With support from the Chemical Measurement and Imaging Program in the Division of Chemistry, Professor Jennifer Shumaker-Parry and her group at the University of Utah are working to improve capabilities for measuring the "handedness" (chirality) of molecules. Chirality arises when a molecule and its mirror image are not superimposable. Chirality is critically important in nature and medicine - for example, it is common for one molecular form of a drug to be effective while its mirror image is ineffective or even toxic. The Shumaker-Parry group is striving to enhance the utility of a chirality-sensitive method known as Vibrational Circular Dichroism (VCD) by utilizing the ability of certain metal nanostructures to selectively enhance the absorption of polarized infrared light by chiral molecules. The research incorporates elements of materials science, physics, surface chemistry, and engineering, thereby providing excellent interdisciplinary training opportunities for graduate and undergraduate students who work together on nanofabrication, materials characterization, optical studies, simulations, and calculations.
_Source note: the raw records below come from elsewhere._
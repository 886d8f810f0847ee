use bytes::BytesMut;
use std::fmt;
use std::io;
use std::net::SocketAddr;
use tokio::io::{AsyncRead, AsyncReadExt, AsyncWrite, AsyncWriteExt};
use tokio::net::UdpSocket;

use dns_types::protocol::serialise::frame_tcp;

/// Read a DNS message from a TCP stream.
///
/// A DNS TCP message is slightly different to a DNS UDP message: it
/// has a big-endian u16 prefix giving the total length of the
/// message.  This is redundant (since the header is fixed-size and
/// says how many fields there are, and the fields contain length
/// information), but it means the entire message can be read before
/// parsing begins.
///
/// A stream which ends cleanly before a new length prefix gives
/// `TcpError::Closed`.
pub async fn read_tcp_bytes<R: AsyncRead + Unpin>(stream: &mut R) -> Result<BytesMut, TcpError> {
    let expected = match stream.read_u16().await {
        Ok(size) => size as usize,
        Err(error) if error.kind() == io::ErrorKind::UnexpectedEof => {
            return Err(TcpError::Closed)
        }
        Err(error) => return Err(TcpError::IO { id: None, error }),
    };

    let mut bytes = BytesMut::zeroed(expected);
    let mut filled = 0;
    while filled < expected {
        match stream.read(&mut bytes[filled..]).await {
            Ok(0) => {
                return Err(TcpError::TooShort {
                    id: id_of(&bytes[..filled]),
                    expected,
                    actual: filled,
                });
            }
            Ok(size) => filled += size,
            Err(error) => {
                return Err(TcpError::IO {
                    id: id_of(&bytes[..filled]),
                    error,
                })
            }
        }
    }

    Ok(bytes)
}

fn id_of(bytes: &[u8]) -> Option<u16> {
    if bytes.len() >= 2 {
        Some(u16::from_be_bytes([bytes[0], bytes[1]]))
    } else {
        None
    }
}

/// An error that can occur when reading a DNS TCP message.
#[derive(Debug)]
pub enum TcpError {
    Closed,
    TooShort {
        id: Option<u16>,
        expected: usize,
        actual: usize,
    },
    IO {
        id: Option<u16>,
        error: io::Error,
    },
}

impl fmt::Display for TcpError {
    fn fmt(&self, f: &mut fmt::Formatter) -> fmt::Result {
        match self {
            TcpError::Closed => write!(f, "connection closed"),
            TcpError::TooShort {
                expected, actual, ..
            } => write!(f, "expected {expected} octets but got {actual}"),
            TcpError::IO { error, .. } => write!(f, "{error}"),
        }
    }
}

impl std::error::Error for TcpError {
    fn source(&self) -> Option<&(dyn std::error::Error + 'static)> {
        match self {
            TcpError::IO { error, .. } => Some(error),
            _ => None,
        }
    }
}

/// Write a serialised message to a UDP socket.  The message should
/// already have been cut down to fit.
pub async fn send_udp_bytes_to(
    sock: &UdpSocket,
    target: SocketAddr,
    bytes: &[u8],
) -> Result<(), io::Error> {
    sock.send_to(bytes, target).await?;
    Ok(())
}

/// Write a serialised message to a TCP stream, with its two-octet
/// length prefix.
pub async fn send_tcp_bytes<W: AsyncWrite + Unpin>(
    stream: &mut W,
    bytes: &[u8],
) -> Result<(), io::Error> {
    let framed =
        frame_tcp(bytes).map_err(|error| io::Error::new(io::ErrorKind::InvalidInput, error))?;
    stream.write_all(&framed).await?;
    stream.flush().await?;

    Ok(())
}

#[cfg(test)]
mod tests {
    use super::*;

    #[tokio::test]
    async fn read_tcp_bytes_reads_one_message() {
        let (mut client, mut server) = tokio::io::duplex(64);
        client.write_all(&[0, 4, 0x12, 0x34, 5, 6]).await.unwrap();

        let bytes = read_tcp_bytes(&mut server).await.unwrap();

        assert_eq!(&[0x12u8, 0x34, 5, 6][..], &bytes[..]);
    }

    #[tokio::test]
    async fn read_tcp_bytes_reads_messages_in_turn() {
        let (mut client, mut server) = tokio::io::duplex(64);

        client.write_all(&[0, 2, 1, 2]).await.unwrap();
        assert_eq!(&[1u8, 2][..], &read_tcp_bytes(&mut server).await.unwrap()[..]);

        client.write_all(&[0, 3, 3, 4, 5]).await.unwrap();
        assert_eq!(&[3u8, 4, 5][..], &read_tcp_bytes(&mut server).await.unwrap()[..]);
    }

    #[tokio::test]
    async fn read_tcp_bytes_closed() {
        let (client, mut server) = tokio::io::duplex(64);
        drop(client);

        assert!(matches!(
            read_tcp_bytes(&mut server).await,
            Err(TcpError::Closed)
        ));
    }

    #[tokio::test]
    async fn read_tcp_bytes_too_short() {
        let (mut client, mut server) = tokio::io::duplex(64);
        client.write_all(&[0, 10, 0x12, 0x34, 5]).await.unwrap();
        drop(client);

        match read_tcp_bytes(&mut server).await {
            Err(TcpError::TooShort {
                id,
                expected,
                actual,
            }) => {
                assert_eq!(Some(0x1234), id);
                assert_eq!(10, expected);
                assert_eq!(3, actual);
            }
            other => panic!("expected TooShort, got {other:?}"),
        }
    }

    #[tokio::test]
    async fn send_tcp_bytes_adds_prefix() {
        let (mut client, mut server) = tokio::io::duplex(64);

        send_tcp_bytes(&mut server, &[9, 8, 7]).await.unwrap();
        drop(server);

        let mut received = Vec::new();
        client.read_to_end(&mut received).await.unwrap();

        assert_eq!(vec![0u8, 3, 9, 8, 7], received);
    }

    #[tokio::test]
    async fn send_then_read_tcp_bytes() {
        let (mut client, mut server) = tokio::io::duplex(64);

        send_tcp_bytes(&mut client, &[1, 2, 3, 4]).await.unwrap();

        assert_eq!(
            &[1u8, 2, 3, 4][..],
            &read_tcp_bytes(&mut server).await.unwrap()[..]
        );
    }

    #[tokio::test]
    async fn send_udp_bytes_to_delivers() {
        let sender = UdpSocket::bind("127.0.0.1:0").await.unwrap();
        let receiver = UdpSocket::bind("127.0.0.1:0").await.unwrap();

        send_udp_bytes_to(&sender, receiver.local_addr().unwrap(), &[1, 2, 3])
            .await
            .unwrap();

        let mut buf = [0u8; 16];
        let (size, peer) = receiver.recv_from(&mut buf).await.unwrap();
        assert_eq!(3, size);
        assert_eq!(&[1u8, 2, 3], &buf[..size]);
        assert_eq!(sender.local_addr().unwrap(), peer);
    }
}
Professor Shumaker-Parry and her students organize and participate in science education and outreach programs on campus and in the community to encourage students to participate in science. These hands-on nanoscience activities provide excellent opportunities for graduate and undergraduate students to mentor participants and learn to communicate their research to a broad audience.
Professor Shumaker-Parry and her group are studying plasmonic nanostructures with tunable infrared (IR) plasmons and orientation-dependent chiroptical activity for plasmon-enhanced VCD spectroscopy. VCD combines IR spectroscopy and circular dichroism (CD) to provide information about chemical groups and local environment enabling chiral-based structural analysis of small molecules, biological molecules, and higher order assemblies. Nanostructures with both tunable IR plasmons and chiroptical behavior form the foundation of systematic studies of the impact of local electric and magnetic fields in VCD spectroscopy of chiral molecules. By manipulating chiroptical behavior of plasmonic nanostructures using control of structure and orientation, symmetric and asymmetric localized electric and magnetic fields are produced. The influence of these sculpted localized fields on chiral molecules will be probed through the IR and VCD spectra as the chiroptical behavior is turned on and off, as well as more finely manipulated. The studies aim to provide an understanding of how nanostructures with IR plasmonic and chiroptical activity impact molecular vibrational spectra of chiral molecules in VCD spectroscopy. The findings from these investigations will establish a foundation for plasmon-enhanced VCD for analysis of chiral molecules. Enhanced detection of chiral molecules would lower detection limits for trace impurities and could lead to highly sensitive real-time monitoring of products in asymmetric catalysis.
This award reflects NSF's statutory mission and has been deemed worthy of support through evaluation using the Foundation's intellectual merit and broader impacts review criteria.